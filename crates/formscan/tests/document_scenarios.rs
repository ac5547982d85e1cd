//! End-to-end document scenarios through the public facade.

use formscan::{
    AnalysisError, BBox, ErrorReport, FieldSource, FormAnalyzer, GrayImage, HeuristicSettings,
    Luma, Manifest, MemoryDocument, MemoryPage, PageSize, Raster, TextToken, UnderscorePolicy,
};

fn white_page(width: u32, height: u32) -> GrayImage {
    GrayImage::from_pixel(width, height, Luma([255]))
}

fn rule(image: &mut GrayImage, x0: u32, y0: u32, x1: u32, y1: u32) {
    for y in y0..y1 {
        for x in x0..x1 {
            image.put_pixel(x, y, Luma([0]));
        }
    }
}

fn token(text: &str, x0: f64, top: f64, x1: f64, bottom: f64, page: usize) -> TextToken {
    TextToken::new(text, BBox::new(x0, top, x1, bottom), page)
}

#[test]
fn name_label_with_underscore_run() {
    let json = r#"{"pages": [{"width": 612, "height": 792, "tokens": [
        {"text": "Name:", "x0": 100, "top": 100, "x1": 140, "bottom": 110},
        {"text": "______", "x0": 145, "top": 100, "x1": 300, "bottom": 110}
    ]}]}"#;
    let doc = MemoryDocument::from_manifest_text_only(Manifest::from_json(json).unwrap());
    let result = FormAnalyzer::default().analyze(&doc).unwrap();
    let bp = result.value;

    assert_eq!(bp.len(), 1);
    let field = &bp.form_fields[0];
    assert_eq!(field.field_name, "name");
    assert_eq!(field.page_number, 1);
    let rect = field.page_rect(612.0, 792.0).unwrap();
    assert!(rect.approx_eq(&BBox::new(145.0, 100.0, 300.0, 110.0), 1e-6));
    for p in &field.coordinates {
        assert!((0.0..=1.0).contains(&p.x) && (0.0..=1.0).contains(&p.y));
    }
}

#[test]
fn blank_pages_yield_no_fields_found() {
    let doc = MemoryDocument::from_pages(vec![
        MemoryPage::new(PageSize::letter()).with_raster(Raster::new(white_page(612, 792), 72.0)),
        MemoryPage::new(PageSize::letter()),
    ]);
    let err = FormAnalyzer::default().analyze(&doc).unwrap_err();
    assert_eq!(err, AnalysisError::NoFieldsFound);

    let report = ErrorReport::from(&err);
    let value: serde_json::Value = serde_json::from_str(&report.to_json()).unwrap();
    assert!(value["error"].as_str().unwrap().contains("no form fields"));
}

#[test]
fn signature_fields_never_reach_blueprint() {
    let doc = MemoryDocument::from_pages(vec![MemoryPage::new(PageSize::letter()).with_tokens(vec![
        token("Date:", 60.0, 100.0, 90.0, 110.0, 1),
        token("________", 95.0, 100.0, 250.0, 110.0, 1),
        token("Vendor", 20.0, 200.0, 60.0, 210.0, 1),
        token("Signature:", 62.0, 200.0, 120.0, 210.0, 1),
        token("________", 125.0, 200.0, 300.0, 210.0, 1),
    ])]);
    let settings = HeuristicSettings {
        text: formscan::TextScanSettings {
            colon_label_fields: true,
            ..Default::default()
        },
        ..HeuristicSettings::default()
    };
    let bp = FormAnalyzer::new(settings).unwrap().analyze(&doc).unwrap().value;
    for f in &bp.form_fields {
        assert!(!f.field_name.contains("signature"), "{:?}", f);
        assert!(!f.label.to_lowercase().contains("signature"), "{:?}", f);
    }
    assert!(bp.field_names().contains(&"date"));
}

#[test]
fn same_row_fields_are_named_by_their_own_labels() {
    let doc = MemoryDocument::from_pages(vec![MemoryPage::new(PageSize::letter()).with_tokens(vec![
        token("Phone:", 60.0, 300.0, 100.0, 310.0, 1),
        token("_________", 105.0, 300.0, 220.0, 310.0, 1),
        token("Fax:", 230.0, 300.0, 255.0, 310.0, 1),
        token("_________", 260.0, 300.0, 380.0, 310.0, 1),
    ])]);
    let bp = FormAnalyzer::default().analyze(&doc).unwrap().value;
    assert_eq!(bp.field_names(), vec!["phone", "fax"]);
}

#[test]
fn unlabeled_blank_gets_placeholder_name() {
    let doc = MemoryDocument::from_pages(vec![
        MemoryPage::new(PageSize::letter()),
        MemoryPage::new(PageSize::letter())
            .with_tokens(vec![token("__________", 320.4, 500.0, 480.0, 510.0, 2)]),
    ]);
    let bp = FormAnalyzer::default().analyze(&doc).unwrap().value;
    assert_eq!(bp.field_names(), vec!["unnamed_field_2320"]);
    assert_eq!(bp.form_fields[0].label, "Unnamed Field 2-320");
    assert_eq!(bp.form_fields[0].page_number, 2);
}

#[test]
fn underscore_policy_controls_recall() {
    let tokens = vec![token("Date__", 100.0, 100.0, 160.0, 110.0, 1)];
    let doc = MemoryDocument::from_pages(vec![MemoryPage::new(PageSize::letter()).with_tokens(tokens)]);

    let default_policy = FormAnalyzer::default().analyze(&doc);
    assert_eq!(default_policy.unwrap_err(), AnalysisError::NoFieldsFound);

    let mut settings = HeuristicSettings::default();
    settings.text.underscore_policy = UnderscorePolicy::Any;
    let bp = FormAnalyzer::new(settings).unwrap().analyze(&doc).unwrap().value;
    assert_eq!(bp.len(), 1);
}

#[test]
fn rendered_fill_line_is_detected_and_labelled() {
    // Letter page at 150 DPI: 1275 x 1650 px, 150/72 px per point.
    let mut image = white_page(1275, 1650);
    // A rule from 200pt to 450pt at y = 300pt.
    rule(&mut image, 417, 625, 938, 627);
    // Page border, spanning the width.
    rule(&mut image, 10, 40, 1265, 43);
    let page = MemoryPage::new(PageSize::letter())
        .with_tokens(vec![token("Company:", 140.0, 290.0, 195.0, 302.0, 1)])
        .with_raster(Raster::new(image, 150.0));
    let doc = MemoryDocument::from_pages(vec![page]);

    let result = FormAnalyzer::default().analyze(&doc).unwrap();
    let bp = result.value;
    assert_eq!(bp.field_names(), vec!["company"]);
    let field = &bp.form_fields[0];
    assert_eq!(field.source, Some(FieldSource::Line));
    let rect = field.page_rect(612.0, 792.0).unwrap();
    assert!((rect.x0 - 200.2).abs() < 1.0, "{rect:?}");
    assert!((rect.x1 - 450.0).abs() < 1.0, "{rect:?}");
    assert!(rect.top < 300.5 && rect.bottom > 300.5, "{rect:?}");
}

- **AIM OF THE EXERCISE**
Quote each line of the data above exactly as written.

- **SOLUTION FOR THIS EXERCISE**
filename crates/formscan/tests/document_scenarios.rs
repository ac5547982d85e1cd
//! End-to-end document scenarios through the public facade.

use formscan::{
    AnalysisError, BBox, ErrorReport, FieldSource, FormAnalyzer, GrayImage, HeuristicSettings,
    Luma, Manifest, MemoryDocument, MemoryPage, PageSize, Raster, TextToken, UnderscorePolicy,
};

fn white_page(width: u32, height: u32) -> GrayImage {
    GrayImage::from_pixel(width, height, Luma([255]))
}

fn rule(image: &mut GrayImage, x0: u32, y0: u32, x1: u32, y1: u32) {
    for y in y0..y1 {
        for x in x0..x1 {
            image.put_pixel(x, y, Luma([0]));
        }
    }
}

fn token(text: &str, x0: f64, top: f64, x1: f64, bottom: f64, page: usize) -> TextToken {
    TextToken::new(text, BBox::new(x0, top, x1, bottom), page)
}

#[test]
fn name_label_with_underscore_run() {
    let json = r#"{"pages": [{"width": 612, "height": 792, "tokens": [
        {"text": "Name:", "x0": 100, "top": 100, "x1": 140, "bottom": 110},
        {"text": "______", "x0": 145, "top": 100, "x1": 300, "bottom": 110}
    ]}]}"#;
    let doc = MemoryDocument::from_manifest_text_only(Manifest::from_json(json).unwrap());
    let result = FormAnalyzer::default().analyze(&doc).unwrap();
    let bp = result.value;

    assert_eq!(bp.len(), 1);
    let field = &bp.form_fields[0];
    assert_eq!(field.field_name, "name");
    assert_eq!(field.page_number, 1);
    let rect = field.page_rect(612.0, 792.0).unwrap();
    assert!(rect.approx_eq(&BBox::new(145.0, 100.0, 300.0, 110.0), 1e-6));
    for p in &field.coordinates {
        assert!((0.0..=1.0).contains(&p.x) && (0.0..=1.0).contains(&p.y));
    }
}

#[test]
fn blank_pages_yield_no_fields_found() {
    let doc = MemoryDocument::from_pages(vec![
        MemoryPage::new(PageSize::letter()).with_raster(Raster::new(white_page(612, 792), 72.0)),
        MemoryPage::new(PageSize::letter()),
    ]);
    let err = FormAnalyzer::default().analyze(&doc).unwrap_err();
    assert_eq!(err, AnalysisError::NoFieldsFound);

    let report = ErrorReport::from(&err);
    let value: serde_json::Value = serde_json::from_str(&report.to_json()).unwrap();
    assert!(value["error"].as_str().unwrap().contains("no form fields"));
}

#[test]
fn signature_fields_never_reach_blueprint() {
    let doc = MemoryDocument::from_pages(vec![MemoryPage::new(PageSize::letter()).with_tokens(vec![
        token("Date:", 60.0, 100.0, 90.0, 110.0, 1),
        token("________", 95.0, 100.0, 250.0, 110.0, 1),
        token("Vendor", 20.0, 200.0, 60.0, 210.0, 1),
        token("Signature:", 62.0, 200.0, 120.0, 210.0, 1),
        token("________", 125.0, 200.0, 300.0, 210.0, 1),
    ])]);
    let settings = HeuristicSettings {
        text: formscan::TextScanSettings {
            colon_label_fields: true,
            ..Default::default()
        },
        ..HeuristicSettings::default()
    };
    let bp = FormAnalyzer::new(settings).unwrap().analyze(&doc).unwrap().value;
    for f in &bp.form_fields {
        assert!(!f.field_name.contains("signature"), "{:?}", f);
        assert!(!f.label.to_lowercase().contains("signature"), "{:?}", f);
    }
    assert!(bp.field_names().contains(&"date"));
}

#[test]
fn same_row_fields_are_named_by_their_own_labels() {
    let doc = MemoryDocument::from_pages(vec![MemoryPage::new(PageSize::letter()).with_tokens(vec![
        token("Phone:", 60.0, 300.0, 100.0, 310.0, 1),
        token("_________", 105.0, 300.0, 220.0, 310.0, 1),
        token("Fax:", 230.0, 300.0, 255.0, 310.0, 1),
        token("_________", 260.0, 300.0, 380.0, 310.0, 1),
    ])]);
    let bp = FormAnalyzer::default().analyze(&doc).unwrap().value;
    assert_eq!(bp.field_names(), vec!["phone", "fax"]);
}

#[test]
fn unlabeled_blank_gets_placeholder_name() {
    let doc = MemoryDocument::from_pages(vec![
        MemoryPage::new(PageSize::letter()),
        MemoryPage::new(PageSize::letter())
            .with_tokens(vec![token("__________", 320.4, 500.0, 480.0, 510.0, 2)]),
    ]);
    let bp = FormAnalyzer::default().analyze(&doc).unwrap().value;
    assert_eq!(bp.field_names(), vec!["unnamed_field_2320"]);
    assert_eq!(bp.form_fields[0].label, "Unnamed Field 2-320");
    assert_eq!(bp.form_fields[0].page_number, 2);
}

#[test]
fn underscore_policy_controls_recall() {
    let tokens = vec![token("Date__", 100.0, 100.0, 160.0, 110.0, 1)];
    let doc = MemoryDocument::from_pages(vec![MemoryPage::new(PageSize::letter()).with_tokens(tokens)]);

    let default_policy = FormAnalyzer::default().analyze(&doc);
    assert_eq!(default_policy.unwrap_err(), AnalysisError::NoFieldsFound);

    let mut settings = HeuristicSettings::default();
    settings.text.underscore_policy = UnderscorePolicy::Any;
    let bp = FormAnalyzer::new(settings).unwrap().analyze(&doc).unwrap().value;
    assert_eq!(bp.len(), 1);
}

#[test]
fn rendered_fill_line_is_detected_and_labelled() {
    // Letter page at 150 DPI: 1275 x 1650 px, 150/72 px per point.
    let mut image = white_page(1275, 1650);
    // A rule from 200pt to 450pt at y = 300pt.
    rule(&mut image, 417, 625, 938, 627);
    // Page border, spanning the width.
    rule(&mut image, 10, 40, 1265, 43);
    let page = MemoryPage::new(PageSize::letter())
        .with_tokens(vec![token("Company:", 140.0, 290.0, 195.0, 302.0, 1)])
        .with_raster(Raster::new(image, 150.0));
    let doc = MemoryDocument::from_pages(vec![page]);

    let result = FormAnalyzer::default().analyze(&doc).unwrap();
    let bp = result.value;
    assert_eq!(bp.field_names(), vec!["company"]);
    let field = &bp.form_fields[0];
    assert_eq!(field.source, Some(FieldSource::Line));
    let rect = field.page_rect(612.0, 792.0).unwrap();
    assert!((rect.x0 - 200.2).abs() < 1.0, "{rect:?}");
    assert!((rect.x1 - 450.0).abs() < 1.0, "{rect:?}");
    assert!(rect.top < 300.5 && rect.bottom > 300.5, "{rect:?}");
}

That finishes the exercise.